[Assignment] Please copy out the lines in the entries that contain "main".
+ + + +
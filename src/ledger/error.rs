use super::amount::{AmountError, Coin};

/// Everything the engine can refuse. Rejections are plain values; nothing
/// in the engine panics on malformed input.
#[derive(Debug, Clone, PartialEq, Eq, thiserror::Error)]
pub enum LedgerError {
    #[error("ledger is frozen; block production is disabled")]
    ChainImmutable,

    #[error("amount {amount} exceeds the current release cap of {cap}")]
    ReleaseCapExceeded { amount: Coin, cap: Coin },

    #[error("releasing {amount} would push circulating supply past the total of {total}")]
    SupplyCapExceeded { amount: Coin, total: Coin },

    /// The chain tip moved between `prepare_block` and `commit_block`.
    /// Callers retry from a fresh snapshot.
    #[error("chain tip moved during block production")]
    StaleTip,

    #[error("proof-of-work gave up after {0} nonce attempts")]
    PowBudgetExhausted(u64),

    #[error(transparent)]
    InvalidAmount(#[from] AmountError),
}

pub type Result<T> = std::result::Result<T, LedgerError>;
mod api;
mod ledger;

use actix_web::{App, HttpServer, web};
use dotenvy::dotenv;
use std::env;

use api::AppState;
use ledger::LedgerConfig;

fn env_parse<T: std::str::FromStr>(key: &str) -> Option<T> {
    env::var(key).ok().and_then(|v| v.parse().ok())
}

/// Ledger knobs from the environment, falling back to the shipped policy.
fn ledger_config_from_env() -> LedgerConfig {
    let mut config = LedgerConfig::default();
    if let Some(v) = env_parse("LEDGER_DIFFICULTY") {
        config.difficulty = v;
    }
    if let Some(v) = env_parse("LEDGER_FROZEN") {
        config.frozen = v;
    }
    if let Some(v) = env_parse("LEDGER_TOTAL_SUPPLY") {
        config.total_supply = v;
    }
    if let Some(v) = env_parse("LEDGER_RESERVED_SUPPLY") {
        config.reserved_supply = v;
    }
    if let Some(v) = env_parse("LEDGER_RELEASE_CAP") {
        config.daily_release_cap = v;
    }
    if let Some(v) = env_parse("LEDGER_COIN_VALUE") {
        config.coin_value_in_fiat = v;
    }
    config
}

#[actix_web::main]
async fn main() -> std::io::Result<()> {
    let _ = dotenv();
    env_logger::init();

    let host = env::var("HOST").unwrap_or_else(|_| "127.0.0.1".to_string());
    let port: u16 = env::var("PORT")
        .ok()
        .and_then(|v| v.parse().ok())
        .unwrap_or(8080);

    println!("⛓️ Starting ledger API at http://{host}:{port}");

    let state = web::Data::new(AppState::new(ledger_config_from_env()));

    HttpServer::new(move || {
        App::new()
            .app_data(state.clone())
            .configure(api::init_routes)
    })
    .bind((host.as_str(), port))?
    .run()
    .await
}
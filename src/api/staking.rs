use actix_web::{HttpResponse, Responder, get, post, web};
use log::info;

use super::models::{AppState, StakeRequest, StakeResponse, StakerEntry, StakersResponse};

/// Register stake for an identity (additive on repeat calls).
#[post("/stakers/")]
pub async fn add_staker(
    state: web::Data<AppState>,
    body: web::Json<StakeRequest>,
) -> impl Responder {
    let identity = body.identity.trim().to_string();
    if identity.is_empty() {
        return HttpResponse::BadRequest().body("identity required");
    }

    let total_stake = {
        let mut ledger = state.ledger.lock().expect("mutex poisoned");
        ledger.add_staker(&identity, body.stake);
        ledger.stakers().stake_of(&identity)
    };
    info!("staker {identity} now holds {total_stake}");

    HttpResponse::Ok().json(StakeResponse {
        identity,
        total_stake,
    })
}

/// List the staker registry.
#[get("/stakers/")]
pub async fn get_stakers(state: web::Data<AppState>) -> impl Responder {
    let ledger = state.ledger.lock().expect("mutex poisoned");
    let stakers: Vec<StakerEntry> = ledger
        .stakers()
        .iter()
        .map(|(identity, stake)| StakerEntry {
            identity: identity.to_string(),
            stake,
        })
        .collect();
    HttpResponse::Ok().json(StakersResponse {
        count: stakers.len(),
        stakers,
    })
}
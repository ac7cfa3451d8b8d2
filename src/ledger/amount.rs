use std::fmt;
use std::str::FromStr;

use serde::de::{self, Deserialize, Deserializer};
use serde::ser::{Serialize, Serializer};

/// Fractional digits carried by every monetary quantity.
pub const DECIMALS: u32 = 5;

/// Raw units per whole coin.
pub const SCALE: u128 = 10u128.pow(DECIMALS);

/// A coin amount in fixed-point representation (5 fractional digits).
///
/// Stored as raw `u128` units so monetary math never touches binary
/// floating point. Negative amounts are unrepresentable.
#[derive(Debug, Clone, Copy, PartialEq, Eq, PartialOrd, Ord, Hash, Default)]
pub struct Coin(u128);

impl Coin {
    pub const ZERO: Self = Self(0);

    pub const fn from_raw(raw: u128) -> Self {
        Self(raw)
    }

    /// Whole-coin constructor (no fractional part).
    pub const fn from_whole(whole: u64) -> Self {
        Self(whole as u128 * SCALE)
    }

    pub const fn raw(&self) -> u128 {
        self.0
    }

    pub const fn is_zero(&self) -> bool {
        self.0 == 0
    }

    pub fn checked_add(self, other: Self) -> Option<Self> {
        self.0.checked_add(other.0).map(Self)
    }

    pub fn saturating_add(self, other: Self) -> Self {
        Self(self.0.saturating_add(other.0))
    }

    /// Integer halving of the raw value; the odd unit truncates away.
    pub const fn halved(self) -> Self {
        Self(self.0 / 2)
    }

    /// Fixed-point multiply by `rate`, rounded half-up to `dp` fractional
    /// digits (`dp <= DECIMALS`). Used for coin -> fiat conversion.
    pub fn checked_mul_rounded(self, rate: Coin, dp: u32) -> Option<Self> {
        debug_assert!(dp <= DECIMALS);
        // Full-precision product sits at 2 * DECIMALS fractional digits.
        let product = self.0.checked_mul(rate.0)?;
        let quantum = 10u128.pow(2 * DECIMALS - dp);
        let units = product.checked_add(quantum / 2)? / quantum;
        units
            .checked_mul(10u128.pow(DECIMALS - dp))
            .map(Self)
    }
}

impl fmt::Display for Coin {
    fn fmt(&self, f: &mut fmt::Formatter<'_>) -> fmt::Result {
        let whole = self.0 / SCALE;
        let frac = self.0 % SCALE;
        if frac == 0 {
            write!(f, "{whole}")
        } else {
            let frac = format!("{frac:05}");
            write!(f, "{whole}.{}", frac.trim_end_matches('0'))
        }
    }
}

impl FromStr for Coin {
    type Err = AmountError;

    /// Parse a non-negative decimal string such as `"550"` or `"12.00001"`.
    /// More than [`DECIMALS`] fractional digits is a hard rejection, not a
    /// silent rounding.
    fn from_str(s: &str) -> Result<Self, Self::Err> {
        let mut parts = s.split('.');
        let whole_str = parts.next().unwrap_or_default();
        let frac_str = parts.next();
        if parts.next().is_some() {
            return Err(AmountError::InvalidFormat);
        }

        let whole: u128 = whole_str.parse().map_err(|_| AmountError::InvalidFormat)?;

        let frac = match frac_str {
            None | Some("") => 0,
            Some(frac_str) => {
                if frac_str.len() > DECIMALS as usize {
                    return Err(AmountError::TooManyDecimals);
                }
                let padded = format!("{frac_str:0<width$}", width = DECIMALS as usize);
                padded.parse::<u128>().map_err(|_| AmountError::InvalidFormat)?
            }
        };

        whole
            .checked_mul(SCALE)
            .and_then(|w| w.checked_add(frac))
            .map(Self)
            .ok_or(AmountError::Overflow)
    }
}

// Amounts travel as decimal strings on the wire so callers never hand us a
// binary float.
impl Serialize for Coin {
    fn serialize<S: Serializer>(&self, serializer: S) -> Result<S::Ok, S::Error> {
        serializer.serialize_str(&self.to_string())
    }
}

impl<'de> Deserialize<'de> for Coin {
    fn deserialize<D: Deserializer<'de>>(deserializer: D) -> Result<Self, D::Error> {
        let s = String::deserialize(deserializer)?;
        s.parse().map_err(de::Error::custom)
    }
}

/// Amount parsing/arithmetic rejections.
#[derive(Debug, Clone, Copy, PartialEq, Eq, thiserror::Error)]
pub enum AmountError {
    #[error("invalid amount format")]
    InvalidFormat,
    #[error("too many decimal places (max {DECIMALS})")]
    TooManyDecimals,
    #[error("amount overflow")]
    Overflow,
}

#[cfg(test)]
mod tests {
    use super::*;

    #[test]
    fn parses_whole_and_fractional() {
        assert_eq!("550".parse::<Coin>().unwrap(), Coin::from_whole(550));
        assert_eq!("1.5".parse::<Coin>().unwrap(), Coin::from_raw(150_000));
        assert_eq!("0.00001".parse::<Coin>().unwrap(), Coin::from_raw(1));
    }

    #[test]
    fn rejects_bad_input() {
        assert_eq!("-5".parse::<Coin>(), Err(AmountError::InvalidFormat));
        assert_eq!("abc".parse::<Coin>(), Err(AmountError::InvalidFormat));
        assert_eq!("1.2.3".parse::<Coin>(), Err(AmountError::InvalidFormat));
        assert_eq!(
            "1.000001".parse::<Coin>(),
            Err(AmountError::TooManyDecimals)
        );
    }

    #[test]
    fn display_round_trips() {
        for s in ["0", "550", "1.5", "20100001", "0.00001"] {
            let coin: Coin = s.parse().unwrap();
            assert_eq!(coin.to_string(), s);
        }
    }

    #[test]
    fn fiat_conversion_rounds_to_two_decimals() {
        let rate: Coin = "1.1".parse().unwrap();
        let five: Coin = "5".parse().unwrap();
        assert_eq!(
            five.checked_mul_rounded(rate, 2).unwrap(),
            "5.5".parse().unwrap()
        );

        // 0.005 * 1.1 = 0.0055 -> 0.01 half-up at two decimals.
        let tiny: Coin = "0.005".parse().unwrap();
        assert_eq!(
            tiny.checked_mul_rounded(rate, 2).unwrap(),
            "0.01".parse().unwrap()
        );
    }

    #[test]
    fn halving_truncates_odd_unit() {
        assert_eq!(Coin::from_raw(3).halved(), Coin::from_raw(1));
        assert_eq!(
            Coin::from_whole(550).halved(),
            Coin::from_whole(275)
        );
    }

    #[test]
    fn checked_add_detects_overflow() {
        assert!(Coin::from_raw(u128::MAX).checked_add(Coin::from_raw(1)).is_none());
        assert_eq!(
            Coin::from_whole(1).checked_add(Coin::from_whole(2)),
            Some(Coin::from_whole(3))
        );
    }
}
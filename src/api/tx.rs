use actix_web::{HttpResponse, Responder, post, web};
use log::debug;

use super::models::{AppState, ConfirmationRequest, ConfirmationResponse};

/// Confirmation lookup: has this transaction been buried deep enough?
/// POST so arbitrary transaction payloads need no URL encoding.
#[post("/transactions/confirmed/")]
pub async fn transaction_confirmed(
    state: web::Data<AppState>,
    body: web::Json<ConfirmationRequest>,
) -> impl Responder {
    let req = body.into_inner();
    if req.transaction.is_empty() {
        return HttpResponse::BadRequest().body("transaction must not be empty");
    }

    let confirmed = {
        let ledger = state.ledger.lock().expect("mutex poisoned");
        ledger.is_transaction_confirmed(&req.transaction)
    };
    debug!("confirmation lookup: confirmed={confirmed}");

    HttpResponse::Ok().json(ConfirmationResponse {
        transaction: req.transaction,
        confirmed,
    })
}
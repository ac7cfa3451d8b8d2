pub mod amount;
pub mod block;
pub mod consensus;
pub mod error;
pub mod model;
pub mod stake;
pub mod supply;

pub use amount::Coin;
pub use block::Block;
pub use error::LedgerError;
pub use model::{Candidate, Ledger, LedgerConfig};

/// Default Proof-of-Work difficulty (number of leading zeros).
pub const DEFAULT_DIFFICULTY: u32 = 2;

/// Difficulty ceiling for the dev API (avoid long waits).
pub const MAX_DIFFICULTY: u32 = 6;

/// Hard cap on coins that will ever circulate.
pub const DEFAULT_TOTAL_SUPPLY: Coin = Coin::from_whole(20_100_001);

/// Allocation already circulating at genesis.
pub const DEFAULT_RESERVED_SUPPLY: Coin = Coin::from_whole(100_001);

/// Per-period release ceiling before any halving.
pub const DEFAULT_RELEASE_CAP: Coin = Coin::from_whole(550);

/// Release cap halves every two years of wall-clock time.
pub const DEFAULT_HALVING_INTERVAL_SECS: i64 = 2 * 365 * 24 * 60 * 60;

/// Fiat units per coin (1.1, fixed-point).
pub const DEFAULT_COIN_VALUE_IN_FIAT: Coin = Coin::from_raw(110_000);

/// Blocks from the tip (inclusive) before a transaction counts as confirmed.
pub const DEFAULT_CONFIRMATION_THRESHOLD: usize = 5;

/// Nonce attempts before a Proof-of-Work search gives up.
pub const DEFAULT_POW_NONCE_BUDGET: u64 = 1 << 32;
+ + + +
[Answer box]
#[actix_web::main]
async fn main() -> std::io::Result<()> {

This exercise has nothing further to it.